Viral diseases are a limiting factor to squash production, particularly during summer and fall months. Mosaic viruses include the cucumber mosaic cucumovirus (CMV), zucchini yellow mosaic potyvirus (ZYMV), and watermelon mosaic potyvirus (WMV2). It is often hard to differentiate virus infections from one another based on visual symptoms, which include mosaic patterns (light green, dark green) in leaves, puckering, leaf distortion, stunting, shortened internodes and misshapen fruit. Aphids vector each of the viruses mentioned above and CMV is also seed-transmitted. Often two or more viruses are detected in a single plant, and the viruses generally overwinter in weed hosts. Preventative control measures include avoiding late season planting and removing weeds around fields. Insect control has not proven effective. Other than removal of virus-infected plants, there are no other effective control measures for these crops once infected.
The ZW20 squash line was developed using recombinant DNA techniques to resist infection by ZYMV and WMV2 by inserting virus-derived sequences that encode the coat proteins (CPs) from each of these viruses. The introduced viral sequences do not result in the formation of any infectious particles, nor does their expression result in any disease pathology.
This transgenic squash exhibits “pathogen-derived resistance” to infection and subsequent disease caused by ZYMV and WMV2 through a process that is related to viral cross-protection. Although the exact mechanism by which the viral protection occurs is unknown, most evidence suggests that expression of viral CP by a plant interferes with one of the first steps in viral replication, uncoating (removal of CP) from the incoming virus (Register & Nelson, 1992). Other modes of action of cross-protection have also been suggested (Matthews, 1991).
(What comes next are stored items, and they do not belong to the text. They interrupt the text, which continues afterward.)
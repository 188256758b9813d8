/// Level loader.
///
/// ## Sources (in list order):
///   1. Built-in embedded levels
///   2. `levels/` directory (individual `.txt` files, sorted by filename)
///
/// ## Single-level format (`.txt`):
///   Header (optional, before the first map row):
///     `# Level Name` (no other `#` on the line)
///     `@ id=<id> beacon=<n> dampener=<n> phase=<n>`
///   Then map rows, all the same width
///
/// ## Tile legend:
///   '#' = Wall                   'P' = Player spawn
///   'E' = Exit                   'A' = Artifact
///   'B' = Beacon pickup          'D' = Dampener pickup
///   'T' = Phase pickup           'S' = Sentry spawn (its home tile)
///   anything else = open floor
///
/// A level that is missing `P` or `E`, has two of either, or has ragged
/// rows is rejected outright rather than loaded half-valid.

use std::path::Path;

use crate::domain::entity::{Artifact, Pickup, PickupKind, Resources};
use crate::domain::grid::{Grid, Pos};
use crate::error::LevelError;

/// A parsed level. Only the `collected` flags change after parsing.
#[derive(Clone, Debug)]
pub struct Level {
    pub id: String,
    pub name: String,
    pub grid: Grid,
    pub artifacts: Vec<Artifact>,
    pub pickups: Vec<Pickup>,
    pub sentry_spawns: Vec<Pos>,
    pub player_spawn: Pos,
    pub exit: Pos,
    pub start_resources: Resources,
}

impl Level {
    pub fn all_artifacts_collected(&self) -> bool {
        self.artifacts.iter().all(|a| a.collected)
    }

    pub fn artifacts_remaining(&self) -> usize {
        self.artifacts.iter().filter(|a| !a.collected).count()
    }
}

// ══════════════════════════════════════════════════════════════
// Public API
// ══════════════════════════════════════════════════════════════

/// Every playable level: embedded first, then the levels directory.
pub fn available_levels(levels_dir: &Path) -> Vec<Level> {
    let mut levels = embedded_levels();
    if levels_dir.is_dir() {
        levels.extend(load_from_directory(levels_dir));
    }
    levels
}

/// Parse one level from text. `default_id` is used when the text carries
/// no `@ id=` metadata (typically the file stem).
pub fn parse_level(default_id: &str, content: &str) -> Result<Level, LevelError> {
    let mut name = String::new();
    let mut id = default_id.to_string();
    let mut resources = Resources::default();

    // Header: blank lines, at most one name line, metadata lines.
    // The first line that is none of these starts the grid.
    let mut lines = content.lines().map(|l| l.trim_end_matches('\r')).peekable();
    while let Some(&line) = lines.peek() {
        if line.trim().is_empty() {
            // skip
        } else if name.is_empty() && is_name_line(line) {
            name = line[1..].trim().to_string();
        } else if let Some(meta) = line.strip_prefix("@ ") {
            parse_metadata(meta, default_id, &mut id, &mut resources)?;
        } else {
            break;
        }
        lines.next();
    }
    let mut rows: Vec<&str> = lines.collect();

    while rows.last().map_or(false, |r| r.trim().is_empty()) {
        rows.pop();
    }

    if name.is_empty() {
        name = id.clone();
    }

    if rows.is_empty() {
        return Err(LevelError::EmptyGrid(id));
    }

    let width = rows[0].chars().count();
    let height = rows.len();
    let mut walls = Vec::with_capacity(width * height);
    let mut artifacts = vec![];
    let mut pickups = vec![];
    let mut sentry_spawns = vec![];
    let mut player_spawn: Option<Pos> = None;
    let mut exit: Option<Pos> = None;

    for (y, row) in rows.iter().enumerate() {
        let found = row.chars().count();
        if found != width {
            return Err(LevelError::RaggedRow { level: id, row: y, expected: width, found });
        }
        for (x, ch) in row.chars().enumerate() {
            let pos = Pos::new(x as i32, y as i32);
            walls.push(ch == '#');
            match ch {
                'P' => place_unique(&mut player_spawn, 'P', pos, &id)?,
                'E' => place_unique(&mut exit, 'E', pos, &id)?,
                'A' => artifacts.push(Artifact::new(pos)),
                'S' => sentry_spawns.push(pos),
                c => {
                    if let Some(kind) = PickupKind::from_marker(c) {
                        pickups.push(Pickup::new(pos, kind));
                    }
                }
            }
        }
    }

    let player_spawn = player_spawn
        .ok_or_else(|| LevelError::MissingMarker { level: id.clone(), marker: 'P' })?;
    let exit = exit
        .ok_or_else(|| LevelError::MissingMarker { level: id.clone(), marker: 'E' })?;

    Ok(Level {
        id,
        name,
        grid: Grid::new(width, height, walls),
        artifacts,
        pickups,
        sentry_spawns,
        player_spawn,
        exit,
        start_resources: resources,
    })
}

// ══════════════════════════════════════════════════════════════
// Parsing helpers
// ══════════════════════════════════════════════════════════════

fn place_unique(slot: &mut Option<Pos>, marker: char, pos: Pos, level: &str) -> Result<(), LevelError> {
    if let Some(first) = *slot {
        return Err(LevelError::DuplicateMarker {
            level: level.to_string(),
            marker,
            first,
            second: pos,
        });
    }
    *slot = Some(pos);
    Ok(())
}

fn parse_metadata(
    meta: &str,
    level: &str,
    id: &mut String,
    resources: &mut Resources,
) -> Result<(), LevelError> {
    for entry in meta.split_whitespace() {
        let bad = || LevelError::BadMetadata { level: level.to_string(), entry: entry.to_string() };
        let (key, value) = entry.split_once('=').ok_or_else(bad)?;
        match key {
            "id" if !value.is_empty() => *id = value.to_string(),
            "beacon" => resources.beacon = value.parse().map_err(|_| bad())?,
            "dampener" => resources.dampener = value.parse().map_err(|_| bad())?,
            "phase" => resources.phase = value.parse().map_err(|_| bad())?,
            _ => return Err(bad()),
        }
    }
    Ok(())
}

/// `# Level Name`: a hash, a space, then text with no further `#`.
/// Rows like `# P E #` or `#x###` stay grid data.
fn is_name_line(line: &str) -> bool {
    line.strip_prefix("# ")
        .map_or(false, |rest| !rest.trim().is_empty() && !rest.contains('#'))
}

// ══════════════════════════════════════════════════════════════
// Directory loading (individual .txt files)
// ══════════════════════════════════════════════════════════════

fn load_from_directory(dir: &Path) -> Vec<Level> {
    let entries = match std::fs::read_dir(dir) {
        Ok(e) => e,
        Err(e) => {
            tracing::warn!("could not read {}: {e}", dir.display());
            return vec![];
        }
    };

    let mut files: Vec<_> = entries
        .flatten()
        .map(|e| e.path())
        .filter(|p| p.extension().map_or(false, |e| e == "txt"))
        .collect();
    files.sort();

    let mut levels = vec![];
    for path in files {
        let stem = path.file_stem().unwrap_or_default().to_string_lossy().to_string();
        let loaded = std::fs::read_to_string(&path)
            .map_err(LevelError::from)
            .and_then(|content| parse_level(&stem, &content));
        match loaded {
            Ok(level) => levels.push(level),
            Err(e) => tracing::warn!("skipping {}: {e}", path.display()),
        }
    }
    levels
}

// ══════════════════════════════════════════════════════════════
// Embedded levels
// ══════════════════════════════════════════════════════════════

const EMBEDDED: &[&str] = &[
    "# Shallows
@ id=shallows beacon=1 dampener=0 phase=0
###############
#P    #      E#
#     #  S    #
#  A  #       #
#          A  #
#     #       #
###############",
    "# Cold Trench
@ id=trench beacon=1 dampener=1 phase=1
####################
#P   #      #     E#
#    #  S   #      #
#  A #      #  S   #
#    ###  ###      #
#  B      D    A   #
#    #      ####  ##
#    #  A   T      #
####################",
    "# Listening Post
@ id=listening-post beacon=2 dampener=1 phase=1
#########################
#P  #        S         E#
#   #  ####### #######  #
# A #  #  A  # #     #  #
#   #  #  S  # #  A  #  #
#   ####     # ####  #  #
#        D   #       #  #
#### ####### ### ##### ##
#  T            S    B  #
#  ######  A  ######    #
#########################",
];

fn embedded_levels() -> Vec<Level> {
    EMBEDDED.iter()
        .enumerate()
        .filter_map(|(i, text)| match parse_level(&format!("builtin-{}", i + 1), text) {
            Ok(level) => Some(level),
            Err(e) => {
                tracing::error!("built-in level {} is invalid: {e}", i + 1);
                None
            }
        })
        .collect()
}

#[cfg(test)]
mod tests {
    use super::*;

    #[test]
    fn embedded_levels_all_parse() {
        assert_eq!(embedded_levels().len(), EMBEDDED.len());
    }

    #[test]
    fn embedded_exits_are_reachable() {
        use crate::domain::path::next_step;
        for level in embedded_levels() {
            let hop = next_step(&level.grid, level.player_spawn, Some(level.exit));
            assert!(hop.is_some(), "exit unreachable in {}", level.id);
            for a in &level.artifacts {
                assert!(
                    next_step(&level.grid, level.player_spawn, Some(a.pos)).is_some(),
                    "artifact {} unreachable in {}", a.pos, level.id,
                );
            }
        }
    }

    #[test]
    fn parses_markers_and_metadata() {
        let level = parse_level("fallback", "\
# Test Dock
@ id=dock beacon=2 dampener=1 phase=3
#######
#P A S#
#B?D E#
#T    #
#######").unwrap();
        assert_eq!(level.id, "dock");
        assert_eq!(level.name, "Test Dock");
        assert_eq!(level.grid.width(), 7);
        assert_eq!(level.grid.height(), 5);
        assert_eq!(level.player_spawn, Pos::new(1, 1));
        assert_eq!(level.exit, Pos::new(5, 2));
        assert_eq!(level.artifacts, vec![Artifact::new(Pos::new(3, 1))]);
        assert_eq!(level.sentry_spawns, vec![Pos::new(5, 1)]);
        assert_eq!(level.start_resources, Resources::new(2, 1, 3));
        let kinds: Vec<_> = level.pickups.iter().map(|p| p.kind).collect();
        assert_eq!(kinds, vec![PickupKind::Beacon, PickupKind::Dampener, PickupKind::Phase]);
        // unknown '?' is open floor
        assert!(!level.grid.is_wall(Pos::new(2, 2)));
    }

    #[test]
    fn id_and_name_fall_back() {
        let level = parse_level("stem", "P.E").unwrap();
        assert_eq!(level.id, "stem");
        assert_eq!(level.name, "stem");
        assert_eq!(level.start_resources, Resources::default());
    }

    #[test]
    fn wall_row_is_not_a_name() {
        let level = parse_level("x", "#####\n#P E#\n#####").unwrap();
        assert_eq!(level.grid.height(), 3);
    }

    #[test]
    fn lettered_wall_row_stays_in_the_grid() {
        let level = parse_level("x", "#x###\n#P.E#\n#####").unwrap();
        assert_eq!(level.grid.height(), 3);
        assert_eq!(level.name, "x");
        assert!(!level.grid.is_wall(Pos::new(1, 0)));
    }

    #[test]
    fn header_lines_after_the_grid_are_rows() {
        let level = parse_level("x", "P.E\n@ .\n...").unwrap();
        assert_eq!(level.grid.height(), 3);
        assert!(!level.grid.is_wall(Pos::new(0, 1)));

        let err = parse_level("x", "P.E\n# Late name\n...").unwrap_err();
        assert!(matches!(err, LevelError::RaggedRow { row: 1, .. }));
    }

    #[test]
    fn header_order_is_free() {
        let level = parse_level("x", "\n@ beacon=4\n# Reef\n\nP.E").unwrap();
        assert_eq!(level.name, "Reef");
        assert_eq!(level.start_resources.beacon, 4);
        assert_eq!(level.grid.height(), 1);
    }

    #[test]
    fn trailing_blank_lines_ignored() {
        let level = parse_level("x", "\nP.E\n...\n\n\n").unwrap();
        assert_eq!(level.grid.height(), 2);
    }

    #[test]
    fn rejects_ragged_rows() {
        let err = parse_level("x", "P..\n..\n..E").unwrap_err();
        assert!(matches!(err, LevelError::RaggedRow { row: 1, expected: 3, found: 2, .. }));
    }

    #[test]
    fn rejects_missing_markers() {
        assert!(matches!(
            parse_level("x", "P..").unwrap_err(),
            LevelError::MissingMarker { marker: 'E', .. }
        ));
        assert!(matches!(
            parse_level("x", "..E").unwrap_err(),
            LevelError::MissingMarker { marker: 'P', .. }
        ));
        assert!(matches!(parse_level("x", "# Only a name\n").unwrap_err(), LevelError::EmptyGrid(_)));
    }

    #[test]
    fn rejects_duplicate_player() {
        let err = parse_level("x", "P.P\n..E").unwrap_err();
        assert!(matches!(err, LevelError::DuplicateMarker { marker: 'P', .. }));
    }

    #[test]
    fn rejects_bad_metadata() {
        let err = parse_level("x", "@ beacon=lots\nP.E").unwrap_err();
        assert!(matches!(err, LevelError::BadMetadata { .. }));
        let err = parse_level("x", "@ colour=red\nP.E").unwrap_err();
        assert!(matches!(err, LevelError::BadMetadata { .. }));
    }

    #[test]
    fn directory_levels_sorted_and_invalid_skipped() {
        let dir = tempfile::tempdir().unwrap();
        std::fs::write(dir.path().join("b_second.txt"), "P.E").unwrap();
        std::fs::write(dir.path().join("a_first.txt"), "# First\nPE").unwrap();
        std::fs::write(dir.path().join("c_broken.txt"), "P..").unwrap();
        std::fs::write(dir.path().join("notes.md"), "P.E").unwrap();

        let levels = load_from_directory(dir.path());
        let ids: Vec<_> = levels.iter().map(|l| l.id.as_str()).collect();
        assert_eq!(ids, vec!["a_first", "b_second"]);

        let all = available_levels(dir.path());
        assert_eq!(all.len(), EMBEDDED.len() + 2);
    }
}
Squash line ZW20 was tested in field trials in the United States (1990–1993). These tests demonstrated that ZW20 plants exhibited the typical agronomic characteristics of conventional crookneck squash, with the addition of resistance to ZYMV and WMV2 infection. ZW20 was comparable to conventional squash varieties and did not exhibit weedy characteristics, and had no effect on nontarget organisms or the general environment.
Squash (C. pepo) and all other species of Cucurbita are monoecious, such that the male and female flowers are separate structures but still on the same plant. Pollination requires an insect vector, usually a bee, to transmit the pollen from the male flower to the female flower. Squash varieties, including ZW20, will cross-pollinate with other varieties within the same species, such as zucchini squash and acorn squash.
There are several related species to cultivated squash, which include C. mixta, C. moschata, and C. maxima and wild populations of C. pepo referred to as free living Cucurbita pepo (FLCP). There is no evidence that squash can naturally cross-pollinate with relatives from C. mixta, C. moschata, and C. maxima, despite the fact that they have been grown side by side under cultivation for many generations. Cultivated squash can cross-pollinate with FLCP and form fertile hybrids. Observations of FCLP plants indicate that disease resistance traits have not be transferred to FCLP. If virus resistance genes from ZW20 were transferred to FLCP plants, the selective pressure in natural populations of FLCP plants to maintain the virus resistance gene would be minimal. Evidence supports the conclusion that FLCP populations are not under significant environmental stress from viral infection.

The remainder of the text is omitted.